Amiri S, Amjadi F, Aflatoonian R, Ashrafi M, Akbari Sene A, Mehdizadeh M et al . O-56 In vitro implantation of euploid and aneuploid embryos. IJRM 2021; 19 (5) :166-166
URL:
http://ijrm.ir/article-1-2990-en.html
1- Anatomy Department, School of Medicine, Iran University of Medical Sciences, Tehran, Iran. Akbarabadi IVF Clinic, Akbarabadi Hospital, Iran University of Medical Sciences, Tehran, Iran. , s.amiri7@yahoo.com
2- Anatomy Department, School of Medicine, Iran University of Medical Sciences, Tehran, Iran. Akbarabadi IVF Clinic, Akbarabadi Hospital, Iran University of Medical Sciences, Tehran, Iran.
3- Department of Endocrinology and Female Infertility at Reproductive Biomedicine Research Center, Royan Institute for Reproductive Biomedicine, ACECR, Tehran, Iran.
4- Akbarabadi IVF Clinic, Akbarabadi Hospital, Iran University of Medical Sciences, Tehran, Iran.
5- Anatomy Department, School of Medicine, Iran University of Medical Sciences, Tehran, Iran.
Abstract: (253 Views)
Background: Although embryo selection for transfer is usually based on morphology, 70% of embryos with high morphological quality have chromosomal abnormalities. The results of implantation and pregnancy rate assessments following preimplantation genetic screening (PGS) are controversial. There is still no in vitro study to compare the implantation of human euploid and aneuploid embryos.
Objective: This study was designed to compare the ability of aneuploid embryos to attach to endometrial cells with euploid embryos by simulating the human endometrium using a three-dimensional scaffold.
Materials and Methods: After informed consent, 10 endometrial biopsies were taken from fertile women.
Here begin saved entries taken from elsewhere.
//! Debounced task scheduling.
//!
//! [`Timer`] abstracts the platform clock: the browser build uses
//! `gloo-timers`, tests use [`ManualTimer`]. [`DebouncedScheduler`] keeps at
//! most one delayed effect pending; scheduling again replaces it, so a burst
//! of requests collapses into one effect after the last of them.

use std::cell::{Cell, RefCell};
use std::rc::Rc;
use std::time::Duration;

/// A one-shot timer source.
pub trait Timer {
    /// Cancels the task when dropped before it fires.
    type Handle;

    fn start(&self, delay: Duration, task: Box<dyn FnOnce()>) -> Self::Handle;
}

// =============================================================================
// Debounced Scheduler
// =============================================================================

/// Runs effects now or after a delay, with at most one delayed effect pending.
pub struct DebouncedScheduler<T: Timer> {
    timer: T,
    pending: RefCell<Option<T::Handle>>,
    armed: RefCell<Rc<Cell<bool>>>,
}

impl<T: Timer> DebouncedScheduler<T> {
    pub fn new(timer: T) -> Self {
        Self {
            timer,
            pending: RefCell::new(None),
            armed: RefCell::new(Rc::new(Cell::new(false))),
        }
    }

    /// Run `effect` after `delay`, replacing any effect still pending.
    pub fn schedule_after(&self, delay: Duration, effect: impl FnOnce() + 'static) {
        // One flag per schedule, so a replaced task cannot clear its successor's.
        let armed = Rc::new(Cell::new(true));
        let flag = armed.clone();
        let handle = self.timer.start(
            delay,
            Box::new(move || {
                flag.set(false);
                effect();
            }),
        );

        let replaced = self.pending.replace(Some(handle));
        drop(replaced);
        *self.armed.borrow_mut() = armed;
    }

    /// Run `effect` immediately. A pending delayed effect is left in place.
    pub fn run_now(&self, effect: impl FnOnce()) {
        effect();
    }

    /// Whether a delayed effect is waiting to fire.
    pub fn is_pending(&self) -> bool {
        self.armed.borrow().get()
    }

    /// Drop the pending delayed effect, if any.
    pub fn cancel(&self) {
        let cancelled = self.pending.replace(None);
        drop(cancelled);
        self.armed.borrow().set(false);
    }
}

// =============================================================================
// Manual Timer
// =============================================================================

/// Virtual clock for deterministic timing; tasks fire only in [`advance`].
///
/// Clones share the same clock.
///
/// [`advance`]: ManualTimer::advance
#[derive(Clone, Default)]
pub struct ManualTimer {
    clock: Rc<RefCell<ManualClock>>,
}

#[derive(Default)]
struct ManualClock {
    now: Duration,
    tasks: Vec<ManualTask>,
}

struct ManualTask {
    due: Duration,
    cancelled: Rc<Cell<bool>>,
    run: Box<dyn FnOnce()>,
}

/// Handle returned by [`ManualTimer`]; dropping it cancels the task.
pub struct ManualHandle {
    cancelled: Rc<Cell<bool>>,
}

impl Drop for ManualHandle {
    fn drop(&mut self) {
        self.cancelled.set(true);
    }
}

impl ManualTimer {
    pub fn new() -> Self {
        Self::default()
    }

    pub fn now(&self) -> Duration {
        self.clock.borrow().now
    }

    /// Tasks still waiting to fire.
    pub fn pending(&self) -> usize {
        self.clock
            .borrow()
            .tasks
            .iter()
            .filter(|t| !t.cancelled.get())
            .count()
    }

    /// Move the clock forward, firing due tasks in deadline order.
    ///
    /// Tasks scheduled by a firing task run too if they fall within the window.
    pub fn advance(&self, by: Duration) {
        let target = self.clock.borrow().now + by;
        loop {
            let next = {
                let mut clock = self.clock.borrow_mut();
                clock.tasks.retain(|t| !t.cancelled.get());
                let earliest = clock
                    .tasks
                    .iter()
                    .enumerate()
                    .filter(|(_, t)| t.due <= target)
                    .min_by_key(|(_, t)| t.due)
                    .map(|(idx, _)| idx);
                earliest.map(|idx| {
                    let task = clock.tasks.remove(idx);
                    clock.now = task.due;
                    task
                })
            };
            match next {
                // Runs outside the borrow so the task may schedule again.
                Some(task) => (task.run)(),
                None => break,
            }
        }
        self.clock.borrow_mut().now = target;
    }
}

impl Timer for ManualTimer {
    type Handle = ManualHandle;

    fn start(&self, delay: Duration, task: Box<dyn FnOnce()>) -> ManualHandle {
        let cancelled = Rc::new(Cell::new(false));
        let mut clock = self.clock.borrow_mut();
        let due = clock.now + delay;
        clock.tasks.push(ManualTask {
            due,
            cancelled: cancelled.clone(),
            run: task,
        });
        ManualHandle { cancelled }
    }
}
Endometrial cells were isolated and expanded in 2D cultures to achieve enough cells. The fibrin-agarose scaffold was made and stromal cells were cultured into the scaffold, after 24 hr, the epithelial cells were seeded on the scaffold. Cell culture continued for 5 days to reach the appropriate confluence. Then, cell proliferation was assessed by MTT assay. The simulated endometrial construct was confirmed by H&E and immunohistochemistry (IHC). The embryos were also examined by performing PGS following conventional comparative genomic hybridization array. 10 euploid and 10 aneuploid blastocysts were selected for co-culturing. Partial hatching of blastocysts was performed using a laser system. Blastocysts were co-cultured with the 3D structure of human endometrial cells for 72 hr. The blastocyst's attachment to the endometrial-like structure was examined under a phase-contrast microscope and scanning electron microscopy.
Results: The MTT OD of scaffolds increased during 5 days of cell culture (p < 0.05). The histological evaluation of the co-culture systems was done under light microscopy by H&E staining. On the top of the 3D culture system, epithelial cells shaped a constricted cell monolayer. Stromal cells combined with the fibrin-agarose scaffold got lengthened and expanded, displaying that the 3D culture systems supplied a suitable environment for the growth of endometrial cells. In the 3D culture, the origins and locations of epithelial and stromal cells were defined by cytokeratin and vimentin immunostaining, respectively. IHC for cytokeratin was only positive for epithelial cells in the surface epithelium. IHC for the vimentin was positive for the stromal cells located in the 3D matrix. These results showed that fibrin-agarose scaffold could simulate the human endometrial structure. Using scanning electron microscopy and phase-contrast microscopy, it was found that only euploid embryos were able to attach to the endometrial construct while aneuploid embryos weren't.
Conclusion: Our findings determined that PGS allows us to transfer top-quality embryos with higher implantation potential. It improves implantation and pregnancy rate during assisted reproductive technologies cycles, especially in patients with recurrent implantation failure.